19年1月1日からの新個人所得税法施行以降、7カ月で5,639億人民元近くの減税が達成されています。
一方で新しい特別控除項目について虚偽の申告をすることによる税逃れも頻発しており、先日上海、天津、広州、深セン、青島などを含む多数の都市の地方税務局により特別控除項目の調査を開始する旨が公布されました。
具体的な調査の方法は一定割合のサンプルチェックで、アメリカなどの調査実務を参考に納税者のおよそ20%程度を想定しているようです。
また、各関連当局からの情報収集も強化されています。
・公安部門:戸籍登録者の基本情報、世帯人員構成、出入国証書情報、出国情報、死亡情報等
・衛生健康部門:出生診断書や一人っ子の情報
・民政部門、外交部門、裁判所:婚姻状況の情報
・教育部門:学生の登録情報、海外の教育機関資格の情報
・人力資源社会保険等部門:専門学校学生の登録情報、技術人材職業資格継続教育情報、専門技術人材職業資格継続教育情報
・住宅都市農村建設部門:住宅賃貸情報、住宅積立金の貸借及び支出に関する情報
・自然資源部門:不動産登記情報
・人民銀行、金融監督管理部門:住宅ローンや商業ローンに関する情報
・医療保障部門:医療保障システムに登録されている個人負担の医療費情報
これらの情報について各関連部門は情報提供の責任者を定め、対応することが求められています。

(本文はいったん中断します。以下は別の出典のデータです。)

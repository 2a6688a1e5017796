//! # Common Error Types
//!
//! Consolidated error handling for the admin console.
//!
//! Every failure a page can hit is one of three kinds as far as the operator is
//! concerned: the backend could not be reached, the backend said no, or the
//! input never made it out of the console. [`AppError`] keeps the finer
//! distinctions for logs and tests, and [`AppError::user_message`] collapses
//! them into the text shown in a notification.
//!
//! ## Error Categories
//!
//! - **Transport**: connection refused, DNS, TLS, timeouts (the underlying `reqwest::Error`)
//! - **Server / Unauthorized**: non-2xx status, with the backend's `detail` when it sent one
//! - **Decode**: a 2xx body that does not have the expected shape
//! - **Session**: reading or writing the persisted session failed
//! - **Validation**: input rejected before any request was sent
//! - **Config**: bad environment or CLI configuration
//!
//! ## Usage Pattern
//!
//! ```rust,no_run
//! use admin_console::core::error::AppError;
//!
//! let err = AppError::Server { status: 422, detail: Some("Amount exceeds limit".to_string()) };
//! assert_eq!(err.user_message("Failed to update settings"), "Amount exceeds limit");
//!
//! let err = AppError::Decode("expected object".to_string());
//! assert_eq!(err.user_message("Failed to fetch users"), "Failed to fetch users");
//! ```

use thiserror::Error;

/// Console-wide error type.
#[derive(Debug, Error)]
pub enum AppError {
    /// The request never produced an HTTP response.
    #[error("Network error: {0}")]
    Transport(#[from] reqwest::Error),

    /// The backend answered with a non-success status.
    #[error("Server error {status}: {}", .detail.as_deref().unwrap_or("no detail"))]
    Server { status: u16, detail: Option<String> },

    /// The backend answered 401; the local session has been cleared.
    #[error("Not authenticated: {}", .detail.as_deref().unwrap_or("session expired"))]
    Unauthorized { detail: Option<String> },

    /// A success response could not be parsed.
    #[error("Failed to parse response: {0}")]
    Decode(String),

    /// Session persistence failed.
    #[error("Session storage error: {0}")]
    Session(String),

    /// Input rejected locally.
    #[error("Validation error: {0}")]
    Validation(String),

    /// Invalid configuration.
    #[error("Configuration error: {0}")]
    Config(String),
}

/// Convenience type alias for `Result<T, AppError>`.
pub type Result<T> = std::result::Result<T, AppError>;

impl AppError {
    /// Text for a notification: the server's detail or local validation
    /// message when there is one, otherwise `fallback`.
    pub fn user_message(&self, fallback: &str) -> String {
        match self {
            AppError::Server {
                detail: Some(detail),
                ..
            }
            | AppError::Unauthorized {
                detail: Some(detail),
            } if !detail.is_empty() => detail.clone(),
            AppError::Validation(message) => message.clone(),
            _ => fallback.to_string(),
        }
    }

    /// True for 401 responses
    pub fn is_unauthorized(&self) -> bool {
        matches!(self, AppError::Unauthorized { .. })
    }

    /// HTTP status if the backend answered
    pub fn status(&self) -> Option<u16> {
        match self {
            AppError::Server { status, .. } => Some(*status),
            AppError::Unauthorized { .. } => Some(401),
            AppError::Transport(e) => e.status().map(|s| s.as_u16()),
            _ => None,
        }
    }
}

impl From<std::io::Error> for AppError {
    fn from(err: std::io::Error) -> Self {
        AppError::Session(err.to_string())
    }
}

impl From<serde_json::Error> for AppError {
    fn from(err: serde_json::Error) -> Self {
        AppError::Decode(err.to_string())
    }
}

impl From<shared::EnvelopeError> for AppError {
    fn from(err: shared::EnvelopeError) -> Self {
        AppError::Decode(err.to_string())
    }
}
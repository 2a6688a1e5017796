//! # Platform Settings
//!
//! The backend stores platform parameters as a flat JSON object: fee
//! percentages, deposit/withdrawal limits, staking APYs, investment returns and
//! blockchain network names. This module gives that object an explicit schema
//! ([`SCHEMA`]) so edits are coerced and checked per field instead of being
//! treated as an untyped map. Keys the schema does not know are kept verbatim
//! and sent back on save.

use std::collections::BTreeMap;

use serde::{Deserialize, Serialize, Serializer};
use serde_json::Value;

/// Tab a setting is shown under
#[derive(Debug, Clone, Copy, PartialEq, Eq, Hash)]
pub enum SettingGroup {
    Fees,
    Limits,
    Staking,
    Investment,
    Networks,
}

impl SettingGroup {
    pub fn all() -> &'static [SettingGroup] {
        &[
            SettingGroup::Fees,
            SettingGroup::Limits,
            SettingGroup::Staking,
            SettingGroup::Investment,
            SettingGroup::Networks,
        ]
    }

    pub fn title(&self) -> &'static str {
        match self {
            SettingGroup::Fees => "Fees",
            SettingGroup::Limits => "Limits",
            SettingGroup::Staking => "Staking",
            SettingGroup::Investment => "Investment",
            SettingGroup::Networks => "Networks",
        }
    }
}

/// Value shape and constraints of a setting
#[derive(Debug, Clone, Copy, PartialEq)]
pub enum SettingKind {
    /// Non-integral amount, optionally bounded above (percentages use 100)
    Decimal { min: f64, max: Option<f64> },
    /// Whole number of units (days)
    Integer { min: i64 },
    /// Free-form string such as a network name
    Text,
}

/// One entry of the settings schema
#[derive(Debug, Clone, Copy, PartialEq)]
pub struct SettingSpec {
    pub key: &'static str,
    pub label: &'static str,
    pub group: SettingGroup,
    pub kind: SettingKind,
}

const AMOUNT: SettingKind = SettingKind::Decimal { min: 0.0, max: None };
const PERCENT: SettingKind = SettingKind::Decimal {
    min: 0.0,
    max: Some(100.0),
};
const DAYS: SettingKind = SettingKind::Integer { min: 1 };

macro_rules! spec {
    ($key:literal, $label:literal, $group:ident, $kind:expr) => {
        SettingSpec {
            key: $key,
            label: $label,
            group: SettingGroup::$group,
            kind: $kind,
        }
    };
}

/// Every setting the console knows how to edit
pub const SCHEMA: &[SettingSpec] = &[
    spec!("transaction_fee_percentage", "Transaction Fee (%)", Fees, PERCENT),
    spec!("withdrawal_fee_fixed", "Fixed Withdrawal Fee", Fees, AMOUNT),
    spec!("withdrawal_fee_percentage", "Withdrawal Fee (%)", Fees, PERCENT),
    spec!("min_deposit_amount", "Min Deposit Amount", Limits, AMOUNT),
    spec!("max_deposit_amount", "Max Deposit Amount", Limits, AMOUNT),
    spec!("min_withdrawal_amount", "Min Withdrawal Amount", Limits, AMOUNT),
    spec!("max_withdrawal_amount", "Max Withdrawal Amount", Limits, AMOUNT),
    spec!("daily_withdrawal_limit", "Daily Withdrawal Limit", Limits, AMOUNT),
    spec!("kyc_required_amount_threshold", "KYC Required Above", Limits, AMOUNT),
    spec!("staking_basic_apy", "Basic Plan APY (%)", Staking, PERCENT),
    spec!("staking_premium_apy", "Premium Plan APY (%)", Staking, PERCENT),
    spec!("staking_vip_apy", "VIP Plan APY (%)", Staking, PERCENT),
    spec!("min_staking_amount", "Min Staking Amount", Staking, AMOUNT),
    spec!("staking_lock_period_days", "Lock Period (Days)", Staking, DAYS),
    spec!("investment_starter_return", "Starter Return (%)", Investment, PERCENT),
    spec!("investment_growth_return", "Growth Return (%)", Investment, PERCENT),
    spec!("investment_premium_return", "Premium Return (%)", Investment, PERCENT),
    spec!("min_investment_amount", "Min Investment Amount", Investment, AMOUNT),
    spec!("investment_period_days", "Investment Period (Days)", Investment, DAYS),
    spec!("eth_network", "Ethereum Network", Networks, SettingKind::Text),
    spec!("bsc_network", "BSC Network", Networks, SettingKind::Text),
    spec!("polygon_network", "Polygon Network", Networks, SettingKind::Text),
];

/// `(min, max)` pairs that must stay ordered
const RANGES: &[(&str, &str)] = &[
    ("min_deposit_amount", "max_deposit_amount"),
    ("min_withdrawal_amount", "max_withdrawal_amount"),
];

/// Look up the schema entry for a key
pub fn spec_for(key: &str) -> Option<&'static SettingSpec> {
    SCHEMA.iter().find(|spec| spec.key == key)
}

/// A single setting value as it travels on the wire
#[derive(Debug, Clone, Deserialize, PartialEq)]
#[serde(untagged)]
pub enum SettingValue {
    Number(f64),
    Text(String),
    /// Anything else the server sends (booleans, nested objects); round-tripped untouched
    Other(Value),
}

impl Serialize for SettingValue {
    fn serialize<S: Serializer>(&self, serializer: S) -> Result<S::Ok, S::Error> {
        match self {
            // Integral values go out as JSON integers so `30` stays `30`, not `30.0`
            SettingValue::Number(n) if n.fract() == 0.0 && n.abs() < 9.0e15 => {
                serializer.serialize_i64(*n as i64)
            }
            SettingValue::Number(n) => serializer.serialize_f64(*n),
            SettingValue::Text(s) => serializer.serialize_str(s),
            SettingValue::Other(v) => v.serialize(serializer),
        }
    }
}

impl SettingValue {
    /// Number when the input parses as a finite number, otherwise the raw string
    pub fn coerce(raw: &str) -> Self {
        match raw.trim().parse::<f64>() {
            Ok(n) if n.is_finite() => SettingValue::Number(n),
            _ => SettingValue::Text(raw.to_string()),
        }
    }

    /// Coerce according to the field's declared kind
    pub fn coerce_for(kind: SettingKind, raw: &str) -> Self {
        match kind {
            SettingKind::Text => SettingValue::Text(raw.to_string()),
            SettingKind::Decimal { .. } | SettingKind::Integer { .. } => Self::coerce(raw),
        }
    }

    pub fn as_f64(&self) -> Option<f64> {
        match self {
            SettingValue::Number(n) => Some(*n),
            _ => None,
        }
    }

    pub fn as_str(&self) -> Option<&str> {
        match self {
            SettingValue::Text(s) => Some(s),
            _ => None,
        }
    }
}

impl std::fmt::Display for SettingValue {
    fn fmt(&self, f: &mut std::fmt::Formatter<'_>) -> std::fmt::Result {
        match self {
            SettingValue::Number(n) => write!(f, "{}", n),
            SettingValue::Text(s) => write!(f, "{}", s),
            SettingValue::Other(v) => write!(f, "{}", v),
        }
    }
}

/// A rule a draft breaks
#[derive(Debug, Clone, PartialEq)]
pub struct SettingViolation {
    pub key: String,
    pub message: String,
}

impl std::fmt::Display for SettingViolation {
    fn fmt(&self, f: &mut std::fmt::Formatter<'_>) -> std::fmt::Result {
        write!(f, "{}: {}", self.key, self.message)
    }
}

/// Full settings object, keyed by setting name
#[derive(Debug, Clone, Default, Serialize, Deserialize, PartialEq)]
#[serde(transparent)]
pub struct SettingsBundle(BTreeMap<String, SettingValue>);

impl SettingsBundle {
    pub fn new() -> Self {
        Self::default()
    }

    pub fn get(&self, key: &str) -> Option<&SettingValue> {
        self.0.get(key)
    }

    pub fn set(&mut self, key: impl Into<String>, value: SettingValue) {
        self.0.insert(key.into(), value);
    }

    /// Apply a raw text edit, coercing per schema (or generically for unknown keys)
    pub fn apply_edit(&mut self, key: &str, raw: &str) -> &SettingValue {
        let value = match spec_for(key) {
            Some(spec) => SettingValue::coerce_for(spec.kind, raw),
            None => SettingValue::coerce(raw),
        };
        self.0.insert(key.to_string(), value);
        &self.0[key]
    }

    pub fn iter(&self) -> impl Iterator<Item = (&String, &SettingValue)> {
        self.0.iter()
    }

    pub fn len(&self) -> usize {
        self.0.len()
    }

    pub fn is_empty(&self) -> bool {
        self.0.is_empty()
    }

    /// Check every present field against the schema and the min/max pairs
    pub fn validate(&self) -> Result<(), Vec<SettingViolation>> {
        let mut violations = Vec::new();

        for (key, value) in &self.0 {
            let Some(spec) = spec_for(key) else { continue };
            if let Some(message) = check_kind(spec.kind, value) {
                violations.push(SettingViolation {
                    key: key.clone(),
                    message,
                });
            }
        }

        for (min_key, max_key) in RANGES {
            let min = self.get(min_key).and_then(SettingValue::as_f64);
            let max = self.get(max_key).and_then(SettingValue::as_f64);
            if let (Some(min), Some(max)) = (min, max) {
                if min > max {
                    violations.push(SettingViolation {
                        key: (*min_key).to_string(),
                        message: format!("must not exceed {} ({} > {})", max_key, min, max),
                    });
                }
            }
        }

        if violations.is_empty() {
            Ok(())
        } else {
            Err(violations)
        }
    }
}

fn check_kind(kind: SettingKind, value: &SettingValue) -> Option<String> {
    match (kind, value) {
        (SettingKind::Text, SettingValue::Text(s)) if s.trim().is_empty() => {
            Some("must not be empty".to_string())
        }
        (SettingKind::Text, SettingValue::Text(_)) => None,
        (SettingKind::Text, _) => Some("must be text".to_string()),
        (SettingKind::Decimal { min, max }, SettingValue::Number(n)) => {
            if *n < min {
                Some(format!("must be at least {}", min))
            } else if max.is_some_and(|max| *n > max) {
                Some(format!("must be at most {}", max.unwrap_or_default()))
            } else {
                None
            }
        }
        (SettingKind::Integer { min }, SettingValue::Number(n)) => {
            if n.fract() != 0.0 {
                Some("must be a whole number".to_string())
            } else if (*n as i64) < min {
                Some(format!("must be at least {}", min))
            } else {
                None
            }
        }
        (_, SettingValue::Text(raw)) => Some(format!("`{}` is not a number", raw)),
        (_, SettingValue::Other(_)) => Some("must be a number".to_string()),
    }
}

調査により虚偽申告が発覚した場合、税務局は是正を命じた上で、源泉徴収義務者に通知することとなります。
虚偽が深刻である場合、信用情報システムに反映され、共同処罰となりますが、信用情報が毀損すると飛行機や列車の利用制限、ホテルやゴルフ場の利用制限、不動産の購入制限、子女の私立学校への入学制限、出国制限、国有地の使用制限、税関ランクの引き下げ、一部業種の高級管理職の従事制限など様々な不利益を被ることとなりますので注意が必要です。
現在各従業員の特別控除項目は携帯のAPPからも登録できるようになっており、従業員が更新した項目は企業の個人所得税申告システムに適宜反映されるようになっています。
一方、夫婦でそれぞれAPPから情報を更新する場合などシステム上コンフリクトが生じる場合がありますので、企業のご担当者様は必ず各従業員の正確な特別控除項目の内容を把握した上で源泉徴収、申告を行っていただければと思います。